The authors of a recent report (JPGN 2014; 59: 409-16) acknowledge that “bowel regimens vary significantly” and “few clinical studies in pediatrics have evaluated the use of various bowel preparation regimens.” Furthermore, “pediatric studies did not have a common efficacy measure.”

Nevertheless, they provide a “NASPGHAN best practices cleanout regimens.”  According to Table 7:

  • Option 1: PEG-3350 (eg. Miralax) -1-day cleanout:  If less than 50 kg, then 4 g/kg/day + bisacodyl 5 mg.  If >50 kg, then 238 g in 1.5 L sports drink + bisacodyl 10 mg.   PEG-3350 administered over 4-6 hours.
  • Option 2: PEG-3350 -2-day cleanout: If <50 kg, then 2 g/kg/day + bisacodyl 5 mg; if >50 kg, then 2 g/kg/day + bisacodyl 10 mg.
  • Option 3: NG cleanout: PEG-ELS (eg. Nulytely) 25 mL/kg/h (max 450 mL/h).  NG cleanouts mainly in those with history of failed preps or other adherence problems (eg. vomiting).
  • Option 4: non-PEG cleanout: Magnesium citrate 4-6 mL/kg/day + bisacodyl 5-10 mg.

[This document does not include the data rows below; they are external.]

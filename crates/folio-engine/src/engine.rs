//! The portfolio metrics engine.
//!
//! One run is a pure batch transform: holdings plus a quote mapping in, an
//! enriched per-holding table plus a grouped summary out. Nothing is cached
//! or mutated across runs; callers wanting memoization key it on the input
//! content externally.

use crate::enrich::EnrichedHolding;
use crate::error::Result;
use crate::group::{GroupKey, GroupRow, summarize};
use crate::holding::Holding;
use crate::quote::QuoteMap;
use serde::{Deserialize, Serialize};

/// Portfolio-wide totals across every enriched holding of a run.
///
/// These back the summary cards of the presentation layer; missing derived
/// values contribute zero, matching the group-sum convention.
#[derive(Debug, Clone, PartialEq, Serialize, Deserialize)]
pub struct PortfolioTotals {
    /// Number of holdings in the run.
    pub holdings: usize,

    /// Number of groups produced by the chosen grouping key.
    pub groups: usize,

    /// Total amount invested.
    pub investment: f64,

    /// Total tax-adjusted present value.
    pub net_present_value: f64,

    /// Total change since the previous session close.
    pub daily_change: f64,

    /// Total tax-adjusted gain/loss.
    pub net_gain_loss: f64,
}

impl PortfolioTotals {
    fn from_rows(rows: &[EnrichedHolding], groups: usize) -> Self {
        let mut totals = Self {
            holdings: rows.len(),
            groups,
            investment: 0.0,
            net_present_value: 0.0,
            daily_change: 0.0,
            net_gain_loss: 0.0,
        };
        for row in rows {
            totals.investment += row.investment;
            totals.net_present_value += row.net_present_value.unwrap_or(0.0);
            totals.daily_change += row.daily_change.unwrap_or(0.0);
            totals.net_gain_loss += row.net_gain_loss.unwrap_or(0.0);
        }
        totals
    }
}

/// The full output of one engine run.
#[derive(Debug, Clone, PartialEq, Serialize, Deserialize)]
pub struct AnalysisReport {
    /// Grouping dimension the summary was computed along.
    pub group_key: GroupKey,

    /// The enriched per-holding table, in input order.
    pub enriched: Vec<EnrichedHolding>,

    /// The grouped summary, sorted descending by investment.
    pub groups: Vec<GroupRow>,

    /// Portfolio-wide totals.
    pub totals: PortfolioTotals,
}

/// Run the metrics pipeline over a holdings table and a quote mapping.
///
/// Holdings are validated first; a violated input invariant aborts the run.
/// After that nothing is fatal: holdings without a quote flow through with
/// missing derived values and still contribute their investment to every
/// aggregate. An empty quote mapping is legal and yields a report in which
/// every quote-dependent column is missing.
pub fn compute(
    holdings: &[Holding],
    quotes: &QuoteMap,
    group_key: GroupKey,
) -> Result<AnalysisReport> {
    for holding in holdings {
        holding.validate()?;
    }

    let enriched: Vec<EnrichedHolding> = holdings
        .iter()
        .map(|holding| EnrichedHolding::from_parts(holding, quotes.get(&holding.symbol)))
        .collect();

    let groups = summarize(&enriched, group_key);
    let totals = PortfolioTotals::from_rows(&enriched, groups.len());

    Ok(AnalysisReport {
        group_key,
        enriched,
        groups,
        totals,
    })
}

#[cfg(test)]
mod tests {
    use super::*;
    use crate::error::MetricsError;
    use crate::quote::Quote;
    use approx::assert_relative_eq;

    fn holding(folio: &str, symbol: &str, quantity: f64, price: f64, hold_time: f64) -> Holding {
        Holding {
            folio: folio.to_string(),
            symbol: symbol.to_string(),
            sector: None,
            industry: None,
            quantity,
            purchase_price: price,
            hold_time,
        }
    }

    #[test]
    fn test_compute_empty_quote_map() {
        let holdings = vec![
            holding("Core", "AAPL", 10.0, 100.0, 0.5),
            holding("Core", "MSFT", 5.0, 200.0, 2.0),
        ];

        let report = compute(&holdings, &QuoteMap::new(), GroupKey::Folio).unwrap();

        assert_eq!(report.enriched.len(), 2);
        assert!(report.enriched.iter().all(|r| r.present_value.is_none()));
        assert_relative_eq!(report.totals.investment, 2000.0);
        assert_relative_eq!(report.totals.net_gain_loss, 0.0);
        assert_eq!(report.groups.len(), 1);
        assert_relative_eq!(report.groups[0].investment, 2000.0);
    }

    #[test]
    fn test_compute_rejects_invalid_holding() {
        let holdings = vec![holding("Core", "AAPL", -10.0, 100.0, 0.5)];
        let result = compute(&holdings, &QuoteMap::new(), GroupKey::Folio);
        assert!(matches!(result, Err(MetricsError::InvalidHolding { .. })));
    }

    #[test]
    fn test_compute_totals_match_enriched_rows() {
        let mut quotes = QuoteMap::new();
        quotes.insert("AAPL".to_string(), Quote::with_prices(120.0, 115.0));

        let holdings = vec![
            holding("Core", "AAPL", 10.0, 100.0, 0.5),
            holding("Growth", "GONE", 5.0, 200.0, 1.0),
        ];

        let report = compute(&holdings, &quotes, GroupKey::Folio).unwrap();

        assert_eq!(report.totals.holdings, 2);
        assert_eq!(report.totals.groups, 2);
        assert_relative_eq!(report.totals.investment, 2000.0);
        assert_relative_eq!(report.totals.net_present_value, 1150.0);
        assert_relative_eq!(report.totals.daily_change, 50.0);
        assert_relative_eq!(report.totals.net_gain_loss, 150.0);
    }
}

My personal opinion is that Table 7 could drop the words “best practices” since the report states “alternative dosing regimens may be entirely reasonable” and the data are quite limited.

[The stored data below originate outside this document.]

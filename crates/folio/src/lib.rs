#![doc = include_str!("../README.md")]
#![doc(issue_tracker_base_url = "https://github.com/foliolab/folio/issues/")]
#![cfg_attr(docsrs, feature(doc_cfg, doc_auto_cfg))]
#![warn(missing_docs)]
#![forbid(unsafe_code)]

// Re-export main types from sub-crates
pub use folio_data as data;
pub use folio_engine as engine;
pub use folio_output as output;

// Re-export the common working set
pub use folio_engine::{
    AnalysisReport, EnrichedHolding, FolioSelection, GroupKey, GroupRow, Holding, Quote, QuoteMap,
    compute,
};

/// Version information.
pub const VERSION: &str = env!("CARGO_PKG_VERSION");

With regard to split dosing preparations which are now recommended in adults, their role in pediatrics is a “potential area for future research.” For adults, the U.S. Multi-Society Task Force Consensus Statement on Adequate Bowel Cleansing for Colonoscopy (Johnson DA et al. Optimizing Adequacy of Bowel Cleansing for Colonoscopy: Recommendations from the US Multi-Society Task Force on Colorectal Cancer. Gastroenterology 2014; 147(4):903-924) recommends:

  • Use of a split-dose bowel cleansing regimen is strongly recommended for elective colonoscopy, meaning roughly half of the bowel cleansing dose is given the day of the colonoscopy.
  • The second dose of split preparation ideally should begin four to six hours before the time of colonoscopy with completion of the last dose at least two hours before the procedure time.
  • During a split-dose bowel cleansing regimen, diet recommendations can include either low-residue or full liquids until the evening on the day before colonoscopy. 

Take-home message: This NASPGHAN report summarizes the literature and provides recommendations for effective bowel preparations.